TASK BRIEF: Print each line from the start of the records below up through the line where "for synthetic facts." is found, exactly as given.

SUPPLIED DATA:

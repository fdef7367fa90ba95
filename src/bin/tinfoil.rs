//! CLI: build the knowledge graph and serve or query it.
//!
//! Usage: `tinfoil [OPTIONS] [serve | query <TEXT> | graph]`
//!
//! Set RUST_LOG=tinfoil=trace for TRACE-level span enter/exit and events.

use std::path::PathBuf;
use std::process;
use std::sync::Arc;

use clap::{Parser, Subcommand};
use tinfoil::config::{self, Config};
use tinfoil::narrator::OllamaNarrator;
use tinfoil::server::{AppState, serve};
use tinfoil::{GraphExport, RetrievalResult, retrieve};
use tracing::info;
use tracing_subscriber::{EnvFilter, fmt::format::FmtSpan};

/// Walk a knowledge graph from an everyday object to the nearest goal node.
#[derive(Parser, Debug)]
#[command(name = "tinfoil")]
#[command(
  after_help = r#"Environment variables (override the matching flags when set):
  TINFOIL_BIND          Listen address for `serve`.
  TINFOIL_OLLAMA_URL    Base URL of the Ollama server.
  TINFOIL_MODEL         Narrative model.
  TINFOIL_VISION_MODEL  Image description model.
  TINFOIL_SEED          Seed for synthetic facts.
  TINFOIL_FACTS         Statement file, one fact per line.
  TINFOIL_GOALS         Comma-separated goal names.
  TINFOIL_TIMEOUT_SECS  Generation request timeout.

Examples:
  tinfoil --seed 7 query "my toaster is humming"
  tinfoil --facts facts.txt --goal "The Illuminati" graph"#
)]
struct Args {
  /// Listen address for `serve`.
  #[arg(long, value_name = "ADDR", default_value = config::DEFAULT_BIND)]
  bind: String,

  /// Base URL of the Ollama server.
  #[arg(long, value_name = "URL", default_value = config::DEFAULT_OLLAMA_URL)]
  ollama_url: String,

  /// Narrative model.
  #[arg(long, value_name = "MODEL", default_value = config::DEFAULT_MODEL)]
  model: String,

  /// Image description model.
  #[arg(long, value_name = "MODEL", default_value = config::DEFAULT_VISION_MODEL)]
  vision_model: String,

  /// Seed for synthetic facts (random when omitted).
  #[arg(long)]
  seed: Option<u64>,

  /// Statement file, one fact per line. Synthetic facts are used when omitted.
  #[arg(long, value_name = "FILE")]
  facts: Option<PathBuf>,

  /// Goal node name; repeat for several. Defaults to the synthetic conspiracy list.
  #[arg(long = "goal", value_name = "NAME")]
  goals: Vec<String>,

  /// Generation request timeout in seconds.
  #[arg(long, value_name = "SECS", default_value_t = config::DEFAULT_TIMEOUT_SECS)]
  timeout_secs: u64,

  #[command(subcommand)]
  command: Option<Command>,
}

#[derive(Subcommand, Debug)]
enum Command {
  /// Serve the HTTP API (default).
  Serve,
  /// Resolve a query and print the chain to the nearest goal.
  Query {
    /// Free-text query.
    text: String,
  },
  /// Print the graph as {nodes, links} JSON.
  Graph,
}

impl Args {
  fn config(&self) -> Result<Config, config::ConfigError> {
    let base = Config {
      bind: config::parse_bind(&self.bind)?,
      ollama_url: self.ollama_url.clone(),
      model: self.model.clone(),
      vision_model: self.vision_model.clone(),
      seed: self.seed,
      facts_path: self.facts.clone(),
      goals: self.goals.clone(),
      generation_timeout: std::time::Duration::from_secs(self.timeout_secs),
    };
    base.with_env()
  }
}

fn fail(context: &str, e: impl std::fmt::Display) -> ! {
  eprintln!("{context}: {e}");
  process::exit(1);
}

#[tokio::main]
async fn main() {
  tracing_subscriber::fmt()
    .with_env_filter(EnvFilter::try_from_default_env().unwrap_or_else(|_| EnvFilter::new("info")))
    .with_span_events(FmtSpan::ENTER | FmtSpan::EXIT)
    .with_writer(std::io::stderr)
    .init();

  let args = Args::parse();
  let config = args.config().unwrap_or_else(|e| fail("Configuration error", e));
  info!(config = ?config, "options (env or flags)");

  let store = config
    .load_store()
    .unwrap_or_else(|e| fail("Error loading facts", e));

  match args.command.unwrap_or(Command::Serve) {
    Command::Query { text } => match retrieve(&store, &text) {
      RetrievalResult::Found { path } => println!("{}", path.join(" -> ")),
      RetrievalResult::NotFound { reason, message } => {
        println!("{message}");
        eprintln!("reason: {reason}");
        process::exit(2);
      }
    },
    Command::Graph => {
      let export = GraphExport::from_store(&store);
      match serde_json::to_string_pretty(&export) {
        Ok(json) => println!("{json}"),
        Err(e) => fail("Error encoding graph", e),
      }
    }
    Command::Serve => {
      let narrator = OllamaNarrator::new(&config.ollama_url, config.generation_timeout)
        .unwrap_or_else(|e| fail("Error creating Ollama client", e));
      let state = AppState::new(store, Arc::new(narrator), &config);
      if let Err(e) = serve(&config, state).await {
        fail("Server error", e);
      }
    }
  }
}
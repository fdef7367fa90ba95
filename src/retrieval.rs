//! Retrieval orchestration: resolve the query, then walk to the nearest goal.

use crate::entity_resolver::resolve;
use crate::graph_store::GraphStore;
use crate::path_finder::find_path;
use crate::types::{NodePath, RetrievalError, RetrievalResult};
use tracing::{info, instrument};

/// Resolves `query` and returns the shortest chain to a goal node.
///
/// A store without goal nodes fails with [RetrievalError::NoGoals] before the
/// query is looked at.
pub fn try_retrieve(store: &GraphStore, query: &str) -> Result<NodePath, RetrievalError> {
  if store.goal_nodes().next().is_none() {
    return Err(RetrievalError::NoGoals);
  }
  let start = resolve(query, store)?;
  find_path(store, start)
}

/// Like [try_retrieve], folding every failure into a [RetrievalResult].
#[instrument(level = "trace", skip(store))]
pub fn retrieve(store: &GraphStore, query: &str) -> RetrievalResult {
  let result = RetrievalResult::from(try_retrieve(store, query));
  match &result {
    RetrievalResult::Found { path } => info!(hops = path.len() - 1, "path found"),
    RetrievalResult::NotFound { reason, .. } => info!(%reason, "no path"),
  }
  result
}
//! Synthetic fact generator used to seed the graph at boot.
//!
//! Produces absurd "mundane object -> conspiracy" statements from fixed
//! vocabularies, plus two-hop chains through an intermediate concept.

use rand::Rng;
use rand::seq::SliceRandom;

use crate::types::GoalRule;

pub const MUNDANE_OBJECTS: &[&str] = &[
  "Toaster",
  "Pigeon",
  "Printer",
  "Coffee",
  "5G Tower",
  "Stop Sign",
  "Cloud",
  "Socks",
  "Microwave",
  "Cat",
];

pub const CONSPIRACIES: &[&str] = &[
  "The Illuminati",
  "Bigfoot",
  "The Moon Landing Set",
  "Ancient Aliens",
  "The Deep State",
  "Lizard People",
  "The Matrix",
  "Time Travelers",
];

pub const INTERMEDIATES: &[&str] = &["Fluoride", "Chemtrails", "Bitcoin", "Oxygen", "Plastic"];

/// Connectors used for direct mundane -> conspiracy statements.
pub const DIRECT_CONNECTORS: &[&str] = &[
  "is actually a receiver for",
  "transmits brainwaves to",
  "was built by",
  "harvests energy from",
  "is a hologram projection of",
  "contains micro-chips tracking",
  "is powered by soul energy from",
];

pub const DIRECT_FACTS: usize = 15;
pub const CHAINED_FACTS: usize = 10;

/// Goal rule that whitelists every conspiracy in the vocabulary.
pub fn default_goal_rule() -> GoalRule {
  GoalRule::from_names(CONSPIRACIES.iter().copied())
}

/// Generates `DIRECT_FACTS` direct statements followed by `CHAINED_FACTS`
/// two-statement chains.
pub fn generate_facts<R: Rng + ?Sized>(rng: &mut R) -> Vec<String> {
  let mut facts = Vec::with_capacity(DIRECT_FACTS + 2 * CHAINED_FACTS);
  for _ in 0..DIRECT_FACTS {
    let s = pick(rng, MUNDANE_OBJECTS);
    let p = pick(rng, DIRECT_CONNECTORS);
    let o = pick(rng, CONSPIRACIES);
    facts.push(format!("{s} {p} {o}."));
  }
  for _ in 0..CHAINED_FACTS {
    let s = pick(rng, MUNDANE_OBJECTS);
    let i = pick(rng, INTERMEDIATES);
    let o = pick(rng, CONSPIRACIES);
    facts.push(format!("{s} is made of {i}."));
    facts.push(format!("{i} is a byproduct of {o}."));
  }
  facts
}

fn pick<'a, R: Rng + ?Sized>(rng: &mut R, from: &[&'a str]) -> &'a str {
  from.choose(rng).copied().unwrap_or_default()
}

RESPONSE FOR THIS EXERCISE:
repository fdef7367fa90ba95
filename src/bin/tinfoil.rs
//! CLI: build the knowledge graph and serve or query it.
//!
//! Usage: `tinfoil [OPTIONS] [serve | query <TEXT> | graph]`
//!
//! Set RUST_LOG=tinfoil=trace for TRACE-level span enter/exit and events.

use std::path::PathBuf;
use std::process;
use std::sync::Arc;

use clap::{Parser, Subcommand};
use tinfoil::config::{self, Config};
use tinfoil::narrator::OllamaNarrator;
use tinfoil::server::{AppState, serve};
use tinfoil::{GraphExport, RetrievalResult, retrieve};
use tracing::info;
use tracing_subscriber::{EnvFilter, fmt::format::FmtSpan};

/// Walk a knowledge graph from an everyday object to the nearest goal node.
#[derive(Parser, Debug)]
#[command(name = "tinfoil")]
#[command(
  after_help = r#"Environment variables (override the matching flags when set):
  TINFOIL_BIND          Listen address for `serve`.
  TINFOIL_OLLAMA_URL    Base URL of the Ollama server.
  TINFOIL_MODEL         Narrative model.
  TINFOIL_VISION_MODEL  Image description model.
  TINFOIL_SEED          Seed for synthetic facts.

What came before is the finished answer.